Filter the data below for the string "StateStore" and copy each matching line.
Provided records START
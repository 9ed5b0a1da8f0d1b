//! WASM module validation — ABI compatibility checks.
//!
//! Validates that a compiled policy module meets the ABI requirements
//! before it is instantiated. Checks:
//!
//! 1. Required exports present with correct signatures
//! 2. All imports come from the `env` module and are ones the host provides
//! 3. No WASI imports
//! 4. Linear memory is imported as `env.memory`, not defined by the module

use wasmtime::{ExternType, FuncType, Module, ValType};

use crate::error::PolicyError;
use crate::linker::{HOST_FUNCTIONS, IMPORT_MODULE};

/// Check if a ValType is i32.
fn is_i32(vt: &ValType) -> bool {
    matches!(vt, ValType::I32)
}

/// Expected export: (name, param_count_of_i32, result_count_of_i32).
/// All params and results are i32 in the policy ABI.
const REQUIRED_EXPORTS: &[(&str, usize, usize)] = &[
    ("opa_malloc", 1, 1),
    ("opa_json_parse", 2, 1),
    ("opa_json_dump", 1, 1),
    ("opa_heap_ptr_get", 0, 1),
    ("opa_heap_ptr_set", 1, 0),
    ("opa_eval_ctx_new", 0, 1),
    ("opa_eval_ctx_set_input", 2, 0),
    ("opa_eval_ctx_set_data", 2, 0),
    ("opa_eval_ctx_set_entrypoint", 2, 0),
    ("opa_eval_ctx_get_result", 1, 1),
    ("eval", 1, 1),
    ("builtins", 0, 1),
    ("entrypoints", 0, 1),
];

/// Exports checked only when present.
const OPTIONAL_EXPORTS: &[(&str, usize, usize)] = &[("opa_eval", 7, 1)];

/// Validate that a WASM module meets the policy ABI requirements.
pub fn validate_module(module: &Module) -> Result<(), PolicyError> {
    validate_exports(module)?;
    validate_imports(module)?;
    Ok(())
}

/// Check that all required exports are present with correct signatures.
fn validate_exports(module: &Module) -> Result<(), PolicyError> {
    for &(name, expected_param_count, expected_result_count) in REQUIRED_EXPORTS {
        let export = module.get_export(name).ok_or_else(|| {
            PolicyError::InvalidModule(format!("missing required export: {}", name))
        })?;
        check_signature(name, export, expected_param_count, expected_result_count)?;
    }

    for &(name, expected_param_count, expected_result_count) in OPTIONAL_EXPORTS {
        if let Some(export) = module.get_export(name) {
            check_signature(name, export, expected_param_count, expected_result_count)?;
        }
    }

    Ok(())
}

fn check_signature(
    name: &str,
    export: ExternType,
    expected_param_count: usize,
    expected_result_count: usize,
) -> Result<(), PolicyError> {
    let func_ty: FuncType = match export {
        ExternType::Func(ft) => ft,
        _ => {
            return Err(PolicyError::InvalidModule(format!(
                "export '{}' must be a function",
                name
            )));
        }
    };

    let params: Vec<ValType> = func_ty.params().collect();
    let results: Vec<ValType> = func_ty.results().collect();

    if params.len() != expected_param_count || !params.iter().all(is_i32) {
        return Err(PolicyError::InvalidModule(format!(
            "export '{}' has wrong param signature: expected {} i32 params, got {} params",
            name,
            expected_param_count,
            params.len()
        )));
    }

    if results.len() != expected_result_count || !results.iter().all(is_i32) {
        return Err(PolicyError::InvalidModule(format!(
            "export '{}' has wrong result signature: expected {} i32 results, got {} results",
            name,
            expected_result_count,
            results.len()
        )));
    }

    Ok(())
}

/// Check that all imports are host-provided `env` items and none are WASI.
fn validate_imports(module: &Module) -> Result<(), PolicyError> {
    let mut imports_memory = false;

    for import in module.imports() {
        let module_name = import.module();

        // Reject WASI imports
        if module_name.starts_with("wasi") {
            return Err(PolicyError::InvalidModule(format!(
                "WASI import not allowed: {}::{}",
                module_name,
                import.name()
            )));
        }

        // All imports must be from env
        if module_name != IMPORT_MODULE {
            return Err(PolicyError::InvalidModule(format!(
                "import from unknown module '{}' (only '{}' allowed): {}",
                module_name,
                IMPORT_MODULE,
                import.name()
            )));
        }

        match import.ty() {
            ExternType::Memory(_) if import.name() == "memory" => imports_memory = true,
            ExternType::Func(_) if HOST_FUNCTIONS.contains(&import.name()) => {}
            _ => {
                return Err(PolicyError::InvalidModule(format!(
                    "unsupported import: {}::{}",
                    module_name,
                    import.name()
                )));
            }
        }
    }

    if !imports_memory {
        return Err(PolicyError::InvalidModule(
            "module must import 'env.memory'".into(),
        ));
    }

    Ok(())
}
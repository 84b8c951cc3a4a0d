use std::sync::Arc;

use async_trait::async_trait;
use bank_ledger::{Account, AccountLedger, BalanceChange};
use bank_probe::{Probe, ProbeMode};
use bank_store::StateStore;
use tracing::{debug, info, warn};

use crate::config::{BankConfig, SeeAllFormat};
use crate::error::{DispatchError, DispatchResult};
use crate::router::{self, Call, Function};

/// Entry points a host drives: one for state-changing calls, one for reads.
///
/// Success is an opaque payload (empty for mutating calls); failure is a
/// [`DispatchError`] whose `Display` is the message returned to the caller.
#[async_trait]
pub trait Chaincode: Send + Sync {
    /// Run any dispatchable function.
    async fn invoke(&self, function: &str, args: &[String]) -> DispatchResult<Vec<u8>>;

    /// Run a read-only function. Mutating names are reported as unknown.
    async fn query(&self, function: &str, args: &[String]) -> DispatchResult<Vec<u8>>;
}

/// The account ledger, its index, and the diagnostic probe behind one
/// dispatch surface.
pub struct BankChaincode {
    ledger: AccountLedger,
    probe: Probe,
    see_all_format: SeeAllFormat,
}

impl BankChaincode {
    pub fn new(store: Arc<dyn StateStore>, config: &BankConfig) -> Self {
        Self {
            ledger: AccountLedger::new(Arc::clone(&store), config.ledger()),
            probe: Probe::new(store, config.probe.clone()),
            see_all_format: config.see_all_format,
        }
    }

    pub fn ledger(&self) -> &AccountLedger {
        &self.ledger
    }

    /// Execute an already-routed call.
    pub async fn execute(&self, call: Call) -> DispatchResult<Vec<u8>> {
        match call {
            Call::Init => {
                self.ledger.init()?;
                Ok(Vec::new())
            }
            Call::MakeAccount { id, balance, name } => {
                self.ledger.create(&id, &balance, &name)?;
                Ok(Vec::new())
            }
            Call::Deposit { id, amount } => {
                self.ledger.adjust_balance(&id, &amount, BalanceChange::Deposit)?;
                Ok(Vec::new())
            }
            Call::Withdrawal { id, amount } => {
                self.ledger
                    .adjust_balance(&id, &amount, BalanceChange::Withdrawal)?;
                Ok(Vec::new())
            }
            Call::Read { id } => Ok(self.ledger.read(&id)?),
            Call::SeeAll => self.see_all(),
            Call::Work {
                first,
                delayed,
                last,
            } => {
                self.run_probe(ProbeMode::ForkJoin {
                    first,
                    delayed,
                    last,
                })
                .await
            }
            Call::Check { key } => self.run_probe(ProbeMode::SingleDelay { key }).await,
        }
    }

    // Probe keys share the store with the ledger, so the index sentinel is
    // off limits here too.
    async fn run_probe(&self, mode: ProbeMode) -> DispatchResult<Vec<u8>> {
        let keys: Vec<&str> = match &mode {
            ProbeMode::ForkJoin {
                first,
                delayed,
                last,
            } => vec![first.as_str(), delayed.as_str(), last.as_str()],
            ProbeMode::SingleDelay { key } => vec![key.as_str()],
        };
        for key in keys {
            self.ledger.ensure_not_reserved(key)?;
        }
        self.probe.run(&mode).await?;
        Ok(Vec::new())
    }

    fn see_all(&self) -> DispatchResult<Vec<u8>> {
        let records = self.ledger.enumerate_all()?;
        match self.see_all_format {
            SeeAllFormat::Concatenated => {
                Ok(records.into_iter().flat_map(|r| r.bytes).collect())
            }
            SeeAllFormat::Json => {
                let accounts = records
                    .iter()
                    .map(|r| Account::decode(&r.id, &r.bytes))
                    .collect::<Result<Vec<_>, _>>()?;
                serde_json::to_vec(&accounts)
                    .map_err(|e| DispatchError::Serialization(e.to_string()))
            }
        }
    }

    async fn dispatch(
        &self,
        function: &str,
        args: &[String],
        queries_only: bool,
    ) -> DispatchResult<Vec<u8>> {
        let result = match Function::from_name(function) {
            Some(f) if !queries_only || f.is_query() => match router::bind(f, args) {
                Ok(call) => self.execute(call).await,
                Err(e) => Err(e),
            },
            _ => Err(DispatchError::UnknownFunction(function.to_string())),
        };

        match &result {
            Ok(payload) => debug!(function, len = payload.len(), "dispatch succeeded"),
            Err(e) => warn!(function, kind = %e.kind(), error = %e, "dispatch failed"),
        }
        result
    }
}

#[async_trait]
impl Chaincode for BankChaincode {
    async fn invoke(&self, function: &str, args: &[String]) -> DispatchResult<Vec<u8>> {
        info!(function, args = args.len(), "invoke");
        self.dispatch(function, args, false).await
    }

    async fn query(&self, function: &str, args: &[String]) -> DispatchResult<Vec<u8>> {
        info!(function, args = args.len(), "query");
        self.dispatch(function, args, true).await
    }
}

impl std::fmt::Debug for BankChaincode {
    fn fmt(&self, f: &mut std::fmt::Formatter<'_>) -> std::fmt::Result {
        f.debug_struct("BankChaincode")
            .field("ledger", &self.ledger)
            .field("probe", &self.probe)
            .field("see_all_format", &self.see_all_format)
            .finish()
    }
}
Provided records END
Written response |
use bank_store::StateStore;
    pub fn new(store: Arc<dyn StateStore>, config: &BankConfig) -> Self {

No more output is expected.